Or perhaps the words of America’s 40th President will move them:

“We establish no religion in this country. We command no worship. We mandate no belief, nor will we ever. Church and state are and must remain separate.”

It’s time to extend that wall and separate religion and politics.

FILED UNDER: 2012 Election, Religion, US Politics, , , , , , , , , , , , , , , , , , ,
Doug Mataconis
About Doug Mataconis
Doug Mataconis held a B.A. in Political Science from Rutgers University and J.D. from George Mason University School of Law.
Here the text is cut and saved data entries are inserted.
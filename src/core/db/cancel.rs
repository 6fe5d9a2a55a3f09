/// Cancellation Module
///
/// Propagates cancellation and statement timeouts down to the engine.
/// Both end the running engine call with an interrupt, which the facade
/// reports as `Interrupted` or `TimedOut`.
use std::cell::RefCell;
use std::sync::atomic::{AtomicBool, Ordering};
use std::sync::Arc;
use std::time::{Duration, Instant};

use rusqlite::Connection;

/// Engine VM steps between deadline checks.
const PROGRESS_INTERVAL_OPS: i32 = 1_000;

/// A canceller that can be used to interrupt the operation running on a
/// connection from another thread.
#[derive(Clone)]
pub struct CancelHandle {
    interrupt_handle: Arc<rusqlite::InterruptHandle>,
}

impl CancelHandle {
    pub(crate) fn new(interrupt_handle: rusqlite::InterruptHandle) -> Self {
        CancelHandle {
            interrupt_handle: Arc::new(interrupt_handle),
        }
    }

    /// Interrupts whatever the connection is currently running.
    ///
    /// Has no effect when the connection is idle or already closed.
    pub fn cancel(&self) {
        self.interrupt_handle.interrupt();
    }
}

impl std::fmt::Debug for CancelHandle {
    fn fmt(&self, f: &mut std::fmt::Formatter<'_>) -> std::fmt::Result {
        f.debug_struct("CancelHandle").finish_non_exhaustive()
    }
}

#[derive(Clone)]
struct ActiveDeadline {
    timeout: Duration,
    fired: Arc<AtomicBool>,
}

/// Per-connection record of the deadline currently installed.
#[derive(Default)]
pub(crate) struct DeadlineState {
    active: RefCell<Option<ActiveDeadline>>,
}

/// Installs a deadline on the connection for the lifetime of the guard.
///
/// The engine's progress callback aborts the running statement once the
/// deadline has passed. A guard created while another one is alive joins
/// the outer deadline instead of replacing it; only the outermost guard
/// removes the callback on drop.
pub(crate) struct DeadlineGuard<'c> {
    conn: &'c Connection,
    state: &'c DeadlineState,
    current: ActiveDeadline,
    owner: bool,
}

impl<'c> DeadlineGuard<'c> {
    pub(crate) fn install(conn: &'c Connection, state: &'c DeadlineState, timeout: Duration) -> Self {
        if let Some(outer) = state.active.borrow().clone() {
            return DeadlineGuard {
                conn,
                state,
                current: outer,
                owner: false,
            };
        }

        let deadline = Instant::now() + timeout;
        let fired = Arc::new(AtomicBool::new(false));
        let flag = Arc::clone(&fired);
        conn.progress_handler(
            PROGRESS_INTERVAL_OPS,
            Some(move || {
                if Instant::now() >= deadline {
                    flag.store(true, Ordering::SeqCst);
                    true
                } else {
                    false
                }
            }),
        );

        let current = ActiveDeadline { timeout, fired };
        *state.active.borrow_mut() = Some(current.clone());
        DeadlineGuard {
            conn,
            state,
            current,
            owner: true,
        }
    }

    /// The timeout in force, if its deadline aborted an engine call.
    pub(crate) fn fired_timeout(&self) -> Option<Duration> {
        self.current
            .fired
            .load(Ordering::SeqCst)
            .then_some(self.current.timeout)
    }
}

impl Drop for DeadlineGuard<'_> {
    fn drop(&mut self) {
        if self.owner {
            self.conn.progress_handler(0, None::<fn() -> bool>);
            self.state.active.borrow_mut().take();
        }
    }
}
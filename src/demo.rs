//! Sample schema and scenarios driven through the facade.
//!
//! Covers customer insert and listing, login lookups (bound and
//! concatenated), comments with generated ids, prepared batch inserts and a
//! rolled-back transaction.
use chrono::{NaiveDate, NaiveDateTime};
use tracing::debug;

use crate::core::db::{Database, Sql};
use crate::core::Result;
use crate::params;
use crate::unchecked;

/// Tables used by the scenarios.
pub const SCHEMA: Sql = Sql::new(
    "
    CREATE TABLE IF NOT EXISTS customer (
        id TEXT PRIMARY KEY,
        nama TEXT NOT NULL,
        email TEXT,
        balanced INTEGER NOT NULL DEFAULT 0,
        rating REAL NOT NULL DEFAULT 0.0,
        birth_date DATE,
        married BOOLEAN NOT NULL DEFAULT 0,
        created_at DATETIME NOT NULL DEFAULT CURRENT_TIMESTAMP
    );

    CREATE TABLE IF NOT EXISTS user (
        username TEXT PRIMARY KEY,
        password TEXT NOT NULL
    );

    CREATE TABLE IF NOT EXISTS comments (
        id INTEGER PRIMARY KEY AUTOINCREMENT,
        email TEXT NOT NULL,
        comment TEXT
    );
    ",
);

/// A row of the `customer` table.
#[derive(Debug, Clone, PartialEq)]
pub struct Customer {
    pub id: String,
    pub name: String,
    pub email: Option<String>,
    pub balance: i32,
    pub rating: f64,
    pub birth_date: Option<NaiveDate>,
    pub married: bool,
    pub created_at: Option<NaiveDateTime>,
}

impl Customer {
    pub fn new(id: impl Into<String>, name: impl Into<String>) -> Self {
        Customer {
            id: id.into(),
            name: name.into(),
            email: None,
            balance: 0,
            rating: 0.0,
            birth_date: None,
            married: false,
            created_at: None,
        }
    }
}

pub fn apply_schema(db: &Database) -> Result<()> {
    db.exec_batch(SCHEMA)
}

/// Inserts a customer; `created_at` defaults to the current time when unset.
pub fn insert_customer(db: &Database, customer: &Customer) -> Result<()> {
    db.exec(
        "INSERT INTO customer (id, nama, email, balanced, rating, birth_date, married, created_at)
         VALUES (?, ?, ?, ?, ?, ?, ?, COALESCE(?, CURRENT_TIMESTAMP))",
        params![
            customer.id,
            customer.name,
            customer.email,
            customer.balance,
            customer.rating,
            customer.birth_date,
            customer.married,
            customer.created_at
        ],
    )?;
    debug!(id = %customer.id, "Inserted customer");
    Ok(())
}

/// Lists every customer ordered by id.
pub fn list_customers(db: &Database) -> Result<Vec<Customer>> {
    db.query(
        "SELECT id, nama, email, balanced, rating, birth_date, married, created_at
         FROM customer ORDER BY id",
        params![],
        |rows| {
            let mut customers = Vec::new();
            while let Some(row) = rows.next_row()? {
                let (id, name, email, balance, rating, birth_date, married, created_at): (
                    String,
                    String,
                    Option<String>,
                    i32,
                    f64,
                    Option<NaiveDate>,
                    bool,
                    NaiveDateTime,
                ) = row.scan()?;
                customers.push(Customer {
                    id,
                    name,
                    email,
                    balance,
                    rating,
                    birth_date,
                    married,
                    created_at: Some(created_at),
                });
            }
            Ok(customers)
        },
    )
}

pub fn register_user(db: &Database, username: &str, password: &str) -> Result<()> {
    db.exec(
        "INSERT INTO user (username, password) VALUES (?, ?)",
        params![username, password],
    )?;
    Ok(())
}

/// Looks a user up with bound parameters; returns the username on a match.
pub fn login(db: &Database, username: &str, password: &str) -> Result<Option<String>> {
    db.query_row(
        "SELECT username FROM user WHERE username = ? AND password = ? LIMIT 1",
        params![username, password],
    )?
    .map(|row| row.get::<String>(0))
    .transpose()
}

/// Looks a user up by pasting the inputs into the statement text.
///
/// Vulnerable to injection; kept to show the difference from `login`.
pub fn login_concatenated(db: &Database, username: &str, password: &str) -> Result<Option<String>> {
    let text = format!(
        "SELECT username FROM user WHERE username = '{}' AND password = '{}' LIMIT 1",
        username, password
    );
    unchecked::query_concatenated(db, &text)?
        .first()
        .map(|row| row.get::<String>(0))
        .transpose()
}

/// Adds a comment and returns its generated id.
pub fn add_comment(db: &Database, email: &str, comment: &str) -> Result<i64> {
    let result = db.exec(
        "INSERT INTO comments (email, comment) VALUES (?, ?)",
        params![email, comment],
    )?;
    generated_id(result.last_insert_id)
}

/// Adds `count` numbered comments through one prepared statement.
pub fn add_comments_prepared(db: &Database, count: usize) -> Result<Vec<i64>> {
    let mut stmt = db.prepare("INSERT INTO comments (email, comment) VALUES (?, ?)")?;
    let mut ids = Vec::with_capacity(count);
    for i in 0..count {
        let (email, comment) = numbered_comment(i);
        let result = stmt.execute(params![email, comment])?;
        ids.push(generated_id(result.last_insert_id)?);
    }
    Ok(ids)
}

/// Adds `count` comments inside a transaction, then rolls it back.
///
/// Returns the ids the engine handed out before the rollback.
pub fn add_comments_then_rollback(db: &Database, count: usize) -> Result<Vec<i64>> {
    db.with_transaction(|tx| {
        let mut ids = Vec::with_capacity(count);
        for i in 0..count {
            let (email, comment) = numbered_comment(i);
            let result = tx.exec(
                "INSERT INTO comments (email, comment) VALUES (?, ?)",
                params![email, comment],
            )?;
            ids.push(generated_id(result.last_insert_id)?);
        }
        tx.rollback()?;
        Ok(ids)
    })
}

pub fn count_comments(db: &Database) -> Result<i64> {
    db.query_row("SELECT COUNT(*) FROM comments", params![])?
        .map(|row| row.get::<i64>(0))
        .unwrap_or(Ok(0))
}

fn numbered_comment(i: usize) -> (String, String) {
    (format!("eko{}@gmail.com", i), format!("Komentar ke{}", i))
}

fn generated_id(id: Option<i64>) -> Result<i64> {
    id.ok_or_else(|| {
        crate::core::SafeSqlError::Exec("insert did not produce a generated id".to_string())
    })
}
use std::process::ExitCode;

use tracing::{error, info};
use safesql::{
    config::{self, Config, LoggingConfig},
    demo::{self, Customer},
    Database, DataSource, Result,
};

fn main() -> ExitCode {
    // Parse CLI arguments
    let args: Vec<String> = std::env::args().collect();
    let config = match args.get(1) {
        Some(path) => match config::load_config(path) {
            Ok(config) => config,
            Err(e) => {
                eprintln!("Failed to load configuration from {}: {}", path, e);
                return ExitCode::FAILURE;
            }
        },
        None => Config {
            database: DataSource::in_memory(),
            logging: LoggingConfig::default(),
        },
    };

    // Initialize the logging system using tracing subscriber
    let level = config.logging.level().unwrap_or(tracing::Level::INFO);
    tracing_subscriber::fmt()
        .with_max_level(level)
        .with_writer(std::io::stderr)
        .init();

    info!("Starting safesql-demo...");

    match run(&config.database) {
        Ok(()) => ExitCode::SUCCESS,
        Err(e) => {
            error!(error = %e, "Demo failed");
            eprintln!("Demo failed: {}", e);
            ExitCode::FAILURE
        }
    }
}

fn run(source: &DataSource) -> Result<()> {
    let db = Database::open(source)?;
    println!("Connected to {}", source.path);
    demo::apply_schema(&db)?;

    let mut eko = Customer::new("eko", "Eko");
    eko.email = Some("eko@gmail.com".to_string());
    eko.balance = 100_000;
    eko.rating = 90.5;
    eko.married = true;
    demo::insert_customer(&db, &eko)?;
    demo::insert_customer(&db, &Customer::new("budi", "Budi"))?;
    println!("success insert new customer");

    for customer in demo::list_customers(&db)? {
        println!("================");
        println!("Id: {}", customer.id);
        println!("Name: {}", customer.name);
        if let Some(email) = &customer.email {
            println!("Email: {}", email);
        }
        println!("Balance: {}", customer.balance);
        println!("Rating: {}", customer.rating);
        if let Some(birth_date) = customer.birth_date {
            println!("Birth Date: {}", birth_date);
        }
        println!("Married: {}", customer.married);
        if let Some(created_at) = customer.created_at {
            println!("Created At: {}", created_at);
        }
    }

    demo::register_user(&db, "admin", "admin")?;
    let username = "admin' --";
    let password = "salah";
    report_login("concatenated", demo::login_concatenated(&db, username, password)?);
    report_login("bound", demo::login(&db, username, password)?);

    demo::register_user(&db, "eko'; DROP TABLE user; --", "eko")?;
    println!("success insert new user");

    let id = demo::add_comment(&db, "eko@gmail.com", "test komen")?;
    println!("success insert new comment with id {}", id);

    for id in demo::add_comments_prepared(&db, 10)? {
        println!("Comment Id {}", id);
    }

    let before = demo::count_comments(&db)?;
    let rolled_back = demo::add_comments_then_rollback(&db, 10)?;
    let after = demo::count_comments(&db)?;
    println!(
        "rolled back {} comments; comment count {} -> {}",
        rolled_back.len(),
        before,
        after
    );

    db.close()
}

fn report_login(path: &str, outcome: Option<String>) {
    match outcome {
        Some(user) => println!("[{}] Sukses login {}", path, user),
        None => println!("[{}] Gagal login", path),
    }
}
He joined the staff of OTB in May 2010 and contributed a staggering 16,483 posts before his retirement in January 2020. He passed far too young in July 2021.

Comments

  1. Tsar Nicholas says:

    Unfortunately there are far too many Bible bots who vote in GOP primaries to make your goal a reality. You’d have a better chance of getting all the whiskey out of Ireland.

  2. mantis says:

    I don’t know anyone who actually believes this should be the case outside of the scaremongers who repeat that line pulpits on a weekly basis.

    They don’t believe it either, but it keeps the donations flowing!

  3. Christopher says:

    Just look around at the mess this country is in and anyone can see that this country needs to get back to the Bible. This country needs a revival.
    Vote the Bible in 2012

  4. mantis says:

    Vote the Bible in 2012

    I’m pretty sure books can’t hold office in this country.

  5. ponce says:

    a group of people to whom religion is not only important, but who believe that the lack of religion is an sign of moral defectiveness

    I don’t believe that’s true.

    I think really religious people believe it is they that have no personal morality, therefore they have to get their morals from somewhere else, like a primitive superstition.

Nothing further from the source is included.